▶ _What to produce_: Write out, word for word, the part of the listing below that opens with the line containing "the remote API." and closes with the line containing "from a file.", keeping both of those lines and adding no others.

Start of Block

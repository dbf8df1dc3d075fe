//! Output formatting for the CLI.

use console::style;
use indicatif::{ProgressBar, ProgressStyle};
use shopdesk_observability::{Severity, Toast};

/// Output handler for CLI messages.
#[derive(Clone)]
pub struct Output {
    verbose: bool,
    json: bool,
}

impl Output {
    /// Create a new output handler.
    pub fn new(verbose: bool, json: bool) -> Self {
        Self { verbose, json }
    }

    /// Print an info message.
    pub fn info(&self, msg: &str) {
        if self.json {
            return;
        }
        println!("{} {}", style("ℹ").blue(), msg);
    }

    /// Print a success message.
    pub fn success(&self, msg: &str) {
        if self.json {
            return;
        }
        println!("{} {}", style("✓").green(), msg);
    }

    /// Print a warning message.
    pub fn warn(&self, msg: &str) {
        if self.json {
            return;
        }
        eprintln!("{} {}", style("⚠").yellow(), msg);
    }

    /// Print an error message.
    pub fn error(&self, msg: &str) {
        if self.json {
            eprintln!("{}", serde_json::json!({ "error": msg }));
            return;
        }
        eprintln!("{} {}", style("✗").red(), style(msg).red());
    }

    /// Print a debug message (only in verbose mode).
    pub fn debug(&self, msg: &str) {
        if !self.verbose || self.json {
            return;
        }
        eprintln!("{} {}", style("→").dim(), style(msg).dim());
    }

    /// Print a header/title.
    pub fn header(&self, msg: &str) {
        if self.json {
            return;
        }
        println!("\n{}", style(msg).bold().underlined());
    }

    /// Print JSON output.
    pub fn json<T: serde::Serialize>(&self, value: &T) {
        if let Ok(json) = serde_json::to_string_pretty(value) {
            println!("{}", json);
        }
    }

    /// Print a key-value pair.
    pub fn kv(&self, key: &str, value: &str) {
        if self.json {
            return;
        }
        println!("  {}: {}", style(key).dim(), value);
    }

    /// Print a list item.
    pub fn list_item(&self, item: &str) {
        if self.json {
            return;
        }
        println!("  {} {}", style("•").dim(), item);
    }

    /// Print a table row.
    pub fn table_row(&self, cols: &[&str], widths: &[usize]) {
        if self.json {
            return;
        }
        let formatted: Vec<String> = cols
            .iter()
            .zip(widths.iter())
            .map(|(col, width)| format!("{:width$}", col, width = width))
            .collect();
        println!("  {}", formatted.join("  "));
    }

    /// Print a toast the way the storefront would show it.
    pub fn toast(&self, toast: &Toast) {
        if self.json {
            return;
        }
        println!("{} {}", severity_badge(toast.severity), toast.message);
    }

    /// Create a spinner for indeterminate progress.
    pub fn spinner(&self, msg: &str) -> ProgressBar {
        if self.json {
            return ProgressBar::hidden();
        }

        let pb = ProgressBar::new_spinner();
        if let Ok(spinner_style) = ProgressStyle::default_spinner().template("{spinner:.green} {msg}") {
            pb.set_style(spinner_style);
        }
        pb.set_message(msg.to_string());
        pb.enable_steady_tick(std::time::Duration::from_millis(100));
        pb
    }

    /// Check if JSON mode is enabled.
    pub fn is_json(&self) -> bool {
        self.json
    }
}

/// Colored marker for a toast severity.
pub fn severity_badge(severity: Severity) -> String {
    match severity {
        Severity::Success => style("✓").green().to_string(),
        Severity::Info => style("ℹ").blue().to_string(),
        Severity::Warning => style("⚠").yellow().to_string(),
        Severity::Error => style("✗").red().to_string(),
    }
}

/// Shorten `text` to at most `max` characters, marking the cut with `…`.
pub fn truncate(text: &str, max: usize) -> String {
    if text.chars().count() <= max {
        return text.to_string();
    }
    let kept: String = text.chars().take(max.saturating_sub(1)).collect();
    format!("{}…", kept)
}

#[cfg(test)]
mod tests {
    use super::*;

    #[test]
    fn test_truncate() {
        assert_eq!(truncate("Lamp", 10), "Lamp");
        assert_eq!(truncate("Adjustable desk lamp", 10), "Adjustabl…");
        assert_eq!(truncate("Lämpchen", 4).chars().count(), 4);
    }
}
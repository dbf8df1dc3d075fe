//! User type.

use serde::{Deserialize, Serialize};

use crate::ids::UserId;
use crate::services::Resource;

/// A user record as stored by the remote API.
#[derive(Debug, Clone, PartialEq, Eq, Serialize, Deserialize)]
pub struct User {
    /// Assigned by the API on creation; absent until then.
    #[serde(default, skip_serializing_if = "Option::is_none")]
    pub id: Option<UserId>,
    pub name: String,
    pub email: String,
    /// Avatar image URL.
    #[serde(default, skip_serializing_if = "Option::is_none")]
    pub avatar: Option<String>,
}

impl User {
    /// Create an unsaved user.
    pub fn new(name: impl Into<String>, email: impl Into<String>) -> Self {
        Self {
            id: None,
            name: name.into(),
            email: email.into(),
            avatar: None,
        }
    }

    /// Set the id.
    pub fn with_id(mut self, id: impl Into<UserId>) -> Self {
        self.id = Some(id.into());
        self
    }

    /// Set the avatar URL.
    pub fn with_avatar(mut self, avatar: impl Into<String>) -> Self {
        self.avatar = Some(avatar.into());
        self
    }
}

impl Resource for User {
    type Id = UserId;

    const COLLECTION: &'static str = "/users";
    const NOUN: &'static str = "user";
    const NOUN_PLURAL: &'static str = "users";
}
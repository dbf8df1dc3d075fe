//! CLI configuration.

use std::path::Path;

use anyhow::{Context, Result};
use serde::{Deserialize, Serialize};
use shopdesk_core::AppConfig;
use shopdesk_data::ApiConfig;
use shopdesk_observability::{LogFormat, ToastOptions, ToasterConfig, DEFAULT_FILTER};

/// File names searched for, in order, in each directory.
pub const CONFIG_FILE_NAMES: [&str; 3] = ["shopdesk.toml", ".shopdesk.toml", "shopdesk.json"];

/// CLI configuration file.
#[derive(Debug, Clone, Default, PartialEq, Serialize, Deserialize)]
pub struct CliConfig {
    /// API configuration.
    #[serde(default)]
    pub api: ApiSection,

    /// Default toast options.
    #[serde(default)]
    pub toast: ToastOptions,

    /// Toast container policy.
    #[serde(default)]
    pub toaster: ToasterConfig,

    /// Logging configuration.
    #[serde(default)]
    pub logging: LoggingConfig,
}

impl CliConfig {
    /// Load config from a file.
    pub fn load(path: impl AsRef<Path>) -> Result<Self> {
        let path = path.as_ref();
        let content = std::fs::read_to_string(path)
            .with_context(|| format!("Failed to read config file: {}", path.display()))?;

        if is_json(path) {
            serde_json::from_str(&content)
                .with_context(|| format!("Failed to parse JSON config: {}", path.display()))
        } else {
            toml::from_str(&content)
                .with_context(|| format!("Failed to parse TOML config: {}", path.display()))
        }
    }

    /// Save config to a file.
    pub fn save(&self, path: impl AsRef<Path>) -> Result<()> {
        let path = path.as_ref();
        let content = if is_json(path) {
            serde_json::to_string_pretty(self)?
        } else {
            toml::to_string_pretty(self)?
        };

        std::fs::write(path, content)
            .with_context(|| format!("Failed to write config file: {}", path.display()))
    }

    /// Build the application configuration.
    ///
    /// The API URL comes from, in order: `flag`, this file, the
    /// `SHOPDESK_API_URL` environment variable, the built-in fallback.
    pub fn app_config(&self, flag: Option<&str>) -> AppConfig {
        let env = std::env::var(shopdesk_data::API_URL_ENV).ok();
        AppConfig {
            api: resolve_api(flag, self.api.base_url.as_deref(), env),
            toast: self.toast.clone(),
            toaster: self.toaster,
        }
    }
}

fn is_json(path: &Path) -> bool {
    path.extension().is_some_and(|ext| ext == "json")
}

/// Pick the first non-blank API URL among `flag` and `file`, else fall back
/// to the environment value and finally the default.
pub fn resolve_api(flag: Option<&str>, file: Option<&str>, env: Option<String>) -> ApiConfig {
    let pick = |value: Option<&str>| {
        value
            .map(str::trim)
            .filter(|v| !v.is_empty())
            .map(ApiConfig::new)
    };
    pick(flag)
        .or_else(|| pick(file))
        .unwrap_or_else(|| ApiConfig::resolve(env))
}

/// `[api]` section.
#[derive(Debug, Clone, Default, PartialEq, Serialize, Deserialize)]
pub struct ApiSection {
    /// REST API base URL.
    #[serde(default, skip_serializing_if = "Option::is_none")]
    pub base_url: Option<String>,
}

/// `[logging]` section.
#[derive(Debug, Clone, PartialEq, Serialize, Deserialize)]
pub struct LoggingConfig {
    /// Output format (human or json).
    #[serde(default)]
    pub format: LogFormat,

    /// `tracing` filter used when `RUST_LOG` is unset.
    #[serde(default = "default_filter")]
    pub filter: String,
}

fn default_filter() -> String {
    DEFAULT_FILTER.to_string()
}

impl Default for LoggingConfig {
    fn default() -> Self {
        Self {
            format: LogFormat::default(),
            filter: default_filter(),
        }
    }
}

/// Generate a default shopdesk.toml config file.
pub fn generate_default_config(base_url: &str) -> String {
    format!(
        r#"# Shopdesk configuration

[api]
base_url = "{base_url}"

[toast]
timeout_ms = 3000
position = "bottom-right"
close_on_click = true
pause_on_hover = false
draggable = false
hide_progress_bar = false
icon = true

[toaster]
max_toasts = 20
newest_on_top = true

[logging]
format = "human"
filter = "{filter}"
"#,
        base_url = base_url,
        filter = DEFAULT_FILTER,
    )
}

#[cfg(test)]
mod tests {
    use super::*;
    use shopdesk_data::DEFAULT_API_URL;
    use shopdesk_observability::ToastPosition;
    use std::time::Duration;

    #[test]
    fn test_load_toml() {
        let dir = tempfile::tempdir().unwrap();
        let path = dir.path().join("shopdesk.toml");
        std::fs::write(
            &path,
            r#"
[api]
base_url = "http://localhost:3000/api"

[toast]
timeout_ms = 5000
position = "top-center"

[logging]
format = "json"
"#,
        )
        .unwrap();

        let config = CliConfig::load(&path).unwrap();
        assert_eq!(config.api.base_url.as_deref(), Some("http://localhost:3000/api"));
        assert_eq!(config.toast.timeout, Some(Duration::from_secs(5)));
        assert_eq!(config.toast.position, ToastPosition::TopCenter);
        assert_eq!(config.logging.format, LogFormat::Json);
        assert_eq!(config.logging.filter, DEFAULT_FILTER);
        assert_eq!(config.toaster.max_toasts, 20);
    }

    #[test]
    fn test_load_json() {
        let dir = tempfile::tempdir().unwrap();
        let path = dir.path().join("shopdesk.json");
        std::fs::write(&path, r#"{ "toaster": { "max_toasts": 5 } }"#).unwrap();

        let config = CliConfig::load(&path).unwrap();
        assert_eq!(config.toaster.max_toasts, 5);
        assert!(config.toaster.newest_on_top);
        assert!(config.api.base_url.is_none());
    }

    #[test]
    fn test_load_reports_parse_errors() {
        let dir = tempfile::tempdir().unwrap();
        let path = dir.path().join("shopdesk.toml");
        std::fs::write(&path, "[api\nbase_url = 1").unwrap();

        let err = CliConfig::load(&path).unwrap_err();
        assert!(err.to_string().contains("Failed to parse TOML config"));
    }

    #[test]
    fn test_save_then_load() {
        let dir = tempfile::tempdir().unwrap();
        let path = dir.path().join("out.json");
        let mut config = CliConfig::default();
        config.api.base_url = Some("https://api.test".to_string());

        config.save(&path).unwrap();
        assert_eq!(CliConfig::load(&path).unwrap(), config);
    }

    #[test]
    fn test_default_template_parses() {
        let config: CliConfig = toml::from_str(&generate_default_config("https://api.test")).unwrap();
        assert_eq!(config.api.base_url.as_deref(), Some("https://api.test"));
        assert_eq!(config.toast, ToastOptions::default());
        assert_eq!(config.toaster, ToasterConfig::default());
        assert_eq!(config.logging, LoggingConfig::default());
    }

    #[test]
    fn test_api_url_precedence() {
        let env = || Some("https://env.test".to_string());

        assert_eq!(
            resolve_api(Some("https://flag.test"), Some("https://file.test"), env()).base_url,
            "https://flag.test"
        );
        assert_eq!(
            resolve_api(None, Some("https://file.test"), env()).base_url,
            "https://file.test"
        );
        assert_eq!(resolve_api(Some("  "), None, env()).base_url, "https://env.test");
        assert_eq!(resolve_api(None, None, None).base_url, DEFAULT_API_URL);
    }
}
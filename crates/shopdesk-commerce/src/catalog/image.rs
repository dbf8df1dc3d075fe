//! Image URL helpers.

use shopdesk_data::FetchClient;
use url::Url;

use super::Product;

/// Shown wherever a product has no usable image.
pub const IMAGE_PLACEHOLDER: &str = "/placeholder.svg";

const IMAGE_EXTENSIONS: [&str; 7] = [".jpg", ".jpeg", ".png", ".gif", ".webp", ".svg", ".bmp"];

/// True if the URL ends in a known image extension (case-insensitive).
pub fn has_image_extension(url: &str) -> bool {
    let lower = url.to_lowercase();
    IMAGE_EXTENSIONS.iter().any(|ext| lower.ends_with(ext))
}

/// Decide whether `url` points at an image.
///
/// The URL must be absolute. A known extension is accepted without any
/// network traffic; otherwise a `HEAD` probe must answer 2xx with an
/// `image/*` content type. Probe failures count as "not an image".
pub async fn is_valid_image_url(client: &FetchClient, url: &str) -> bool {
    if Url::parse(url).is_err() {
        return false;
    }

    if has_image_extension(url) {
        return true;
    }

    match client.head(url).send().await {
        Ok(response) => {
            response.is_success()
                && response
                    .content_type()
                    .is_some_and(|ct| ct.trim_start().to_ascii_lowercase().starts_with("image/"))
        }
        Err(e) => {
            tracing::debug!(%url, error = %e, "image probe failed");
            false
        }
    }
}

/// The product's image, or [`IMAGE_PLACEHOLDER`] when it has none.
pub fn image_or_placeholder(product: &Product) -> &str {
    product
        .image
        .as_deref()
        .filter(|image| !image.trim().is_empty())
        .unwrap_or(IMAGE_PLACEHOLDER)
}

End of Block

▶ _Expected output_:
/// A user record as stored by the remote API.
#[derive(Debug, Clone, PartialEq, Eq, Serialize, Deserialize)]
pub struct User {
    /// Assigned by the API on creation; absent until then.
    #[serde(default, skip_serializing_if = "Option::is_none")]
    pub id: Option<UserId>,
    pub name: String,
    pub email: String,
    /// Avatar image URL.
    #[serde(default, skip_serializing_if = "Option::is_none")]
    pub avatar: Option<String>,
}

impl User {
    /// Create an unsaved user.
    pub fn new(name: impl Into<String>, email: impl Into<String>) -> Self {
        Self {
            id: None,
            name: name.into(),
            email: email.into(),
            avatar: None,
        }
    }

    /// Set the id.
    pub fn with_id(mut self, id: impl Into<UserId>) -> Self {
        self.id = Some(id.into());
        self
    }

    /// Set the avatar URL.
    pub fn with_avatar(mut self, avatar: impl Into<String>) -> Self {
        self.avatar = Some(avatar.into());
        self
    }
}

impl Resource for User {
    type Id = UserId;

    const COLLECTION: &'static str = "/users";
    const NOUN: &'static str = "user";
    const NOUN_PLURAL: &'static str = "users";
}
repository dbf8df1dc3d075fe
//! CLI configuration.

use std::path::Path;

use anyhow::{Context, Result};
use serde::{Deserialize, Serialize};
use shopdesk_core::AppConfig;
use shopdesk_data::ApiConfig;
use shopdesk_observability::{LogFormat, ToastOptions, ToasterConfig, DEFAULT_FILTER};

/// File names searched for, in order, in each directory.
pub const CONFIG_FILE_NAMES: [&str; 3] = ["shopdesk.toml", ".shopdesk.toml", "shopdesk.json"];

/// CLI configuration file.
#[derive(Debug, Clone, Default, PartialEq, Serialize, Deserialize)]
pub struct CliConfig {
    /// API configuration.
    #[serde(default)]
    pub api: ApiSection,

    /// Default toast options.
    #[serde(default)]
    pub toast: ToastOptions,

    /// Toast container policy.
    #[serde(default)]
    pub toaster: ToasterConfig,

    /// Logging configuration.
    #[serde(default)]
    pub logging: LoggingConfig,
}

impl CliConfig {
    /// Load config from a file.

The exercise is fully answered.